- Excel Township, Minnesota Location within the state of Minnesota Excel Township, Minnesota Excel Township, Minnesota (the United States)
- Coordinates: 48°13′5″N 96°11′0″W﻿ / ﻿48.21806°N 96.18333°W
- Country: United States
- State: Minnesota
- County: Marshall

Area
- • Total: 46.8 sq mi (121.2 km^{2})
- • Land: 46.8 sq mi (121.2 km^{2})
- • Water: 0 sq mi (0.0 km^{2})
- Elevation: 1,142 ft (348 m)

Population (2000)
- • Total: 280
- • Density: 6.0/sq mi (2.3/km^{2})
- Time zone: UTC-6 (Central (CST))
- • Summer (DST): UTC-5 (CDT)
- FIPS code: 27-20060
- GNIS feature ID: 0664122

= Excel Township, Marshall County, Minnesota =

Excel Township is a township in Marshall County, Minnesota, United States. The population was 280 at the 2000 census.

Excel Township was organized in 1884, and named after Excelsior, Minnesota.

==Geography==
According to the United States Census Bureau, the township has a total area of 46.8 sqmi, all land.

==Demographics==
As of the census of 2000, there were 280 people, 103 households, and 83 families residing in the township. The population density was 6.0 PD/sqmi. There were 110 housing units at an average density of 2.3 /sqmi. The racial makeup of the township was 99.64% White, and 0.36% from two or more races.

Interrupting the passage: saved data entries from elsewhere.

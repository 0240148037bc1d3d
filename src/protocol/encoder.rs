//! # Command Frame Encoder
//!
//! Builds the 6-byte long-range frame sent by the operator node.

use super::crc::crc16_ccitt;
use super::packet::*;

/// Encode operator intent into a complete frame
///
/// # Arguments
///
/// * `robot_id` - Target vehicle id
/// * `motor_command` - Drive bitmask
/// * `speed_edge` - Speed toggle flag for this cycle
/// * `landing_state` - Current landing gear intent
///
/// # Returns
///
/// * `[u8; FRAME_SIZE]` - Payload followed by big-endian CRC16
///
/// # Examples
///
/// ```
/// use rov_link::protocol::encoder::encode;
/// use rov_link::protocol::packet::MotorCommand;
///
/// let frame = encode(69, MotorCommand::from_bits(0b0101), false, true);
/// assert_eq!(&frame[..4], &[69, 0b0101, 0, 1]);
/// ```
pub fn encode(
    robot_id: u8,
    motor_command: MotorCommand,
    speed_edge: bool,
    landing_state: bool,
) -> [u8; FRAME_SIZE] {
    let mut frame = [0u8; FRAME_SIZE];
    frame[ROBOT_ID_OFFSET] = robot_id;
    frame[MOTOR_OFFSET] = motor_command.bits();
    frame[SPEED_EDGE_OFFSET] = speed_edge as u8;
    frame[LANDING_OFFSET] = landing_state as u8;

    let crc = crc16_ccitt(&frame[..PAYLOAD_SIZE]);
    frame[CRC_OFFSET..].copy_from_slice(&crc.to_be_bytes());

    frame
}

#[cfg(test)]
mod tests {
    use super::*;

    #[test]
    fn test_encode_layout() {
        let frame = encode(69, MotorCommand::from_bits(0b1001), true, false);

        assert_eq!(frame[ROBOT_ID_OFFSET], 69);
        assert_eq!(frame[MOTOR_OFFSET], 0b1001);
        assert_eq!(frame[SPEED_EDGE_OFFSET], 1);
        assert_eq!(frame[LANDING_OFFSET], 0);
    }

    #[test]
    fn test_encode_crc_is_big_endian() {
        let frame = encode(69, MotorCommand::STOP, false, false);
        let crc = crc16_ccitt(&frame[..PAYLOAD_SIZE]);

        assert_eq!(frame[4], (crc >> 8) as u8);
        assert_eq!(frame[5], (crc & 0xFF) as u8);
    }

    #[test]
    fn test_encode_different_data_different_crc() {
        let frame1 = encode(69, MotorCommand::from_bits(0b0001), false, false);
        let frame2 = encode(69, MotorCommand::from_bits(0b0100), false, false);

        assert_ne!(frame1[4..], frame2[4..]);
    }
}
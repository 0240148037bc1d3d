//! # Configuration Module
//!
//! Handles loading and validating configuration from TOML files.

use serde::de::Error;
use serde::Deserialize;
use std::collections::HashMap;
use std::fmt::Display;
use std::fs;
use std::net::SocketAddr;
use std::path::Path;
use std::time::Duration;

use crate::error::{Result, RovLinkError};
use crate::link::{HealthSettings, RestartTimings};
use crate::motor::{MotorChannels, SpeedSelector, SPEED_LEVEL_COUNT};
use crate::node::{OperatorButtons, ServoSettings};
use crate::relay::PeerAddress;
use crate::safety::FailsafeSettings;

/// Main configuration structure
#[derive(Debug, Deserialize, Clone)]
pub struct Config {
    pub node: NodeConfig,

    #[serde(default)]
    pub radio: RadioConfig,

    #[serde(default)]
    pub link: LinkConfig,

    #[serde(default)]
    pub failsafe: FailsafeConfig,

    #[serde(default)]
    pub motor: MotorConfig,

    #[serde(default)]
    pub relay: Option<RelayConfig>,

    #[serde(default)]
    pub operator: Option<OperatorConfig>,

    #[serde(default)]
    pub actuator: ActuatorConfig,

    #[serde(default)]
    pub logging: LoggingConfig,
}

/// Which node this process runs as
#[derive(Debug, Deserialize, Clone, Copy, PartialEq, Eq)]
#[serde(rename_all = "lowercase")]
pub enum Role {
    Vehicle,
    Operator,
    Actuator,
}

/// Node configuration
#[derive(Debug, Deserialize, Clone)]
pub struct NodeConfig {
    pub role: Role,

    #[serde(default = "default_loop_period_ms")]
    pub loop_period_ms: u64,
}

/// Long-range radio configuration
#[derive(Debug, Deserialize, Clone)]
pub struct RadioConfig {
    #[serde(default = "default_radio_port")]
    pub port: String,

    #[serde(default = "default_baud_rate")]
    pub baud_rate: u32,

    #[serde(default = "default_frequency_hz")]
    pub frequency_hz: u64,

    #[serde(default = "default_robot_id")]
    pub robot_id: u8,

    /// GPIO wired to the module's reset input
    #[serde(default)]
    pub reset_gpio: Option<u32>,

    #[serde(default = "default_init_attempts")]
    pub init_attempts: u32,
}

/// Link health configuration
#[derive(Debug, Deserialize, Clone)]
pub struct LinkConfig {
    #[serde(default = "default_health_check_interval_ms")]
    pub health_check_interval_ms: u64,

    #[serde(default = "default_reconnect_timeout_ms")]
    pub reconnect_timeout_ms: u64,
}

/// Failsafe configuration
#[derive(Debug, Deserialize, Clone)]
pub struct FailsafeConfig {
    #[serde(default = "default_failsafe_timeout_ms")]
    pub timeout_ms: u64,

    #[serde(default = "default_failsafe_rearm_ms")]
    pub rearm_ms: u64,
}

/// Drive motor configuration
#[derive(Debug, Deserialize, Clone)]
pub struct MotorConfig {
    #[serde(default)]
    pub pwm_chip: u32,

    /// Left forward, left reverse, right forward, right reverse
    #[serde(default = "default_motor_channels")]
    pub channels: [u32; 4],

    #[serde(default = "default_motor_period_ns")]
    pub period_ns: u64,

    #[serde(default = "default_max_duty")]
    pub max_duty: u16,

    #[serde(default = "default_speed_levels")]
    pub speed_levels: [u16; SPEED_LEVEL_COUNT],

    #[serde(default)]
    pub default_level: usize,
}

/// Short-range relay configuration
#[derive(Debug, Deserialize, Clone)]
pub struct RelayConfig {
    /// Landing actuator node (unused by the actuator itself)
    #[serde(default = "default_peer_mac")]
    pub peer_mac: PeerAddress,

    /// This node's own address
    pub local_mac: PeerAddress,

    #[serde(default = "default_ack_code")]
    pub ack_code: u8,

    /// Output mirroring the landing state
    #[serde(default)]
    pub status_gpio: Option<u32>,

    #[serde(default = "default_relay_bind")]
    pub bind: SocketAddr,

    /// Known peer endpoints keyed by hardware address
    #[serde(default)]
    pub peers: HashMap<PeerAddress, SocketAddr>,

    #[serde(default = "default_queue_depth")]
    pub queue_depth: usize,
}

/// Operator control GPIOs
#[derive(Debug, Deserialize, Clone)]
pub struct OperatorConfig {
    pub left_forward: u32,
    pub left_reverse: u32,
    pub right_forward: u32,
    pub right_reverse: u32,
    pub speed: u32,
    pub landing: u32,

    /// Buttons pull the line low when pressed
    #[serde(default = "default_active_low")]
    pub active_low: bool,
}

/// Landing servo configuration
#[derive(Debug, Deserialize, Clone)]
pub struct ActuatorConfig {
    #[serde(default)]
    pub pwm_chip: u32,

    #[serde(default = "default_servo_channels")]
    pub channels: Vec<u32>,

    #[serde(default = "default_servo_period_us")]
    pub period_us: u16,

    #[serde(default = "default_min_pulse_us")]
    pub min_pulse_us: u16,

    #[serde(default = "default_max_pulse_us")]
    pub max_pulse_us: u16,

    #[serde(default = "default_open_angle")]
    pub open_angle: u16,

    #[serde(default = "default_closed_angle")]
    pub closed_angle: u16,
}

/// Logging configuration
#[derive(Debug, Deserialize, Clone)]
pub struct LoggingConfig {
    #[serde(default = "default_log_level")]
    pub level: String,

    /// Directory for daily log files; console only when unset
    #[serde(default)]
    pub dir: Option<String>,
}

// Default value functions
fn default_loop_period_ms() -> u64 { 10 }

fn default_radio_port() -> String { "/dev/ttyS0".to_string() }
fn default_baud_rate() -> u32 { 9600 }
fn default_frequency_hz() -> u64 { 433_000_000 }
fn default_robot_id() -> u8 { 69 }
fn default_init_attempts() -> u32 { 3 }

fn default_health_check_interval_ms() -> u64 { 5000 }
fn default_reconnect_timeout_ms() -> u64 { 10_000 }

fn default_failsafe_timeout_ms() -> u64 { 300 }
fn default_failsafe_rearm_ms() -> u64 { 1000 }

fn default_motor_channels() -> [u32; 4] { [0, 1, 2, 3] }
fn default_motor_period_ns() -> u64 { 1_000_000 }
fn default_max_duty() -> u16 { 255 }
fn default_speed_levels() -> [u16; SPEED_LEVEL_COUNT] { [255, 120, 90] }

fn default_peer_mac() -> PeerAddress { PeerAddress::new([0x1C, 0xDB, 0xD4, 0xD4, 0x0F, 0x80]) }
fn default_ack_code() -> u8 { 200 }
fn default_relay_bind() -> SocketAddr { SocketAddr::from(([0, 0, 0, 0], 4210)) }
fn default_queue_depth() -> usize { 16 }

fn default_active_low() -> bool { true }

fn default_servo_channels() -> Vec<u32> { vec![0, 1] }
fn default_servo_period_us() -> u16 { 20_000 }
fn default_min_pulse_us() -> u16 { 544 }
fn default_max_pulse_us() -> u16 { 2400 }
fn default_open_angle() -> u16 { 175 }
fn default_closed_angle() -> u16 { 5 }

fn default_log_level() -> String { "info".to_string() }

impl Default for RadioConfig {
    fn default() -> Self {
        Self {
            port: default_radio_port(),
            baud_rate: default_baud_rate(),
            frequency_hz: default_frequency_hz(),
            robot_id: default_robot_id(),
            reset_gpio: None,
            init_attempts: default_init_attempts(),
        }
    }
}

impl Default for LinkConfig {
    fn default() -> Self {
        Self {
            health_check_interval_ms: default_health_check_interval_ms(),
            reconnect_timeout_ms: default_reconnect_timeout_ms(),
        }
    }
}
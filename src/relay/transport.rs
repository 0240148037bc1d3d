//! # Short-Range Transport
//!
//! Fire-and-forget 1-byte messages to fixed peers.
//!
//! The receive path runs outside the control loop (a driver callback or a
//! socket task). It only records who sent what and posts a [`RelayEvent`]
//! into a bounded queue; the loop drains the queue in FIFO order each cycle.

use tokio::sync::mpsc;
use tracing::{debug, warn};

use super::peer::PeerAddress;
use crate::error::Result;

/// Secondary channel with a peer table
pub trait ShortRangeLink {
    fn has_peer(&self, peer: &PeerAddress) -> bool;

    /// Register `peer`; registering twice is an error
    fn add_peer(&mut self, peer: PeerAddress) -> Result<()>;

    /// Send `payload` once; no retransmission
    fn send(&mut self, peer: &PeerAddress, payload: &[u8]) -> Result<()>;
}

impl<T: ShortRangeLink + ?Sized> ShortRangeLink for Box<T> {
    fn has_peer(&self, peer: &PeerAddress) -> bool {
        (**self).has_peer(peer)
    }

    fn add_peer(&mut self, peer: PeerAddress) -> Result<()> {
        (**self).add_peer(peer)
    }

    fn send(&mut self, peer: &PeerAddress, payload: &[u8]) -> Result<()> {
        (**self).send(peer, payload)
    }
}

/// Register `peer` unless the table already holds it
pub fn add_peer_if_absent<L: ShortRangeLink + ?Sized>(link: &mut L, peer: PeerAddress) -> Result<()> {
    if link.has_peer(&peer) {
        return Ok(());
    }
    link.add_peer(peer)?;
    debug!("Registered short-range peer {}", peer);
    Ok(())
}

/// One received 1-byte message
#[derive(Debug, Clone, Copy, PartialEq, Eq)]
pub struct RelayEvent {
    pub sender: PeerAddress,
    pub byte: u8,
}

/// Receive-side handle; safe to use from a callback or another task
#[derive(Debug, Clone)]
pub struct EventSender {
    tx: mpsc::Sender<RelayEvent>,
}

impl EventSender {
    /// Queue a raw message. Anything but a single byte is discarded, as is
    /// any message arriving while the queue is full.
    pub fn post(&self, sender: PeerAddress, payload: &[u8]) -> bool {
        let [byte] = payload else {
            warn!("Ignoring {}-byte relay message from {}", payload.len(), sender);
            return false;
        };

        match self.tx.try_send(RelayEvent { sender, byte: *byte }) {
            Ok(()) => true,
            Err(mpsc::error::TrySendError::Full(event)) => {
                warn!("Relay queue full, dropped 0x{:02X} from {}", event.byte, event.sender);
                false
            }
            Err(mpsc::error::TrySendError::Closed(_)) => false,
        }
    }
}

/// Loop-side handle
#[derive(Debug)]
pub struct EventInbox {
    rx: mpsc::Receiver<RelayEvent>,
}

impl EventInbox {
    /// Take every queued event without waiting
    pub fn drain(&mut self) -> Vec<RelayEvent> {
        let mut events = Vec::new();
        while let Ok(event) = self.rx.try_recv() {
            events.push(event);
        }
        events
    }
}

/// Create a bounded event queue holding up to `depth` messages
pub fn event_channel(depth: usize) -> (EventSender, EventInbox) {
    let (tx, rx) = mpsc::channel(depth.max(1));
    (EventSender { tx }, EventInbox { rx })
}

There were 103 households, out of which 35.9% had children under the age of 18 living with them, 78.6% were married couples living together, 1.0% had a female householder with no husband present, and 19.4% were non-families. 15.5% of all households were made up of individuals, and 5.8% had someone living alone who was 65 years of age or older. The average household size was 2.72 and the average family size was 3.06.

In the township the population was spread out, with 26.4% under the age of 18, 4.3% from 18 to 24, 30.7% from 25 to 44, 28.2% from 45 to 64, and 10.4% who were 65 years of age or older. The median age was 39 years. For every 100 females, there were 104.4 males. For every 100 females age 18 and over, there were 112.4 males.

The median income for a household in the township was $47,813, and the median income for a family was $50,833. Males had a median income of $26,458 versus $29,063 for females. The per capita income for the township was $15,511. About 3.3% of families and 5.6% of the population were below the poverty line, including 6.0% of those under the age of eighteen and none of those 65 or over.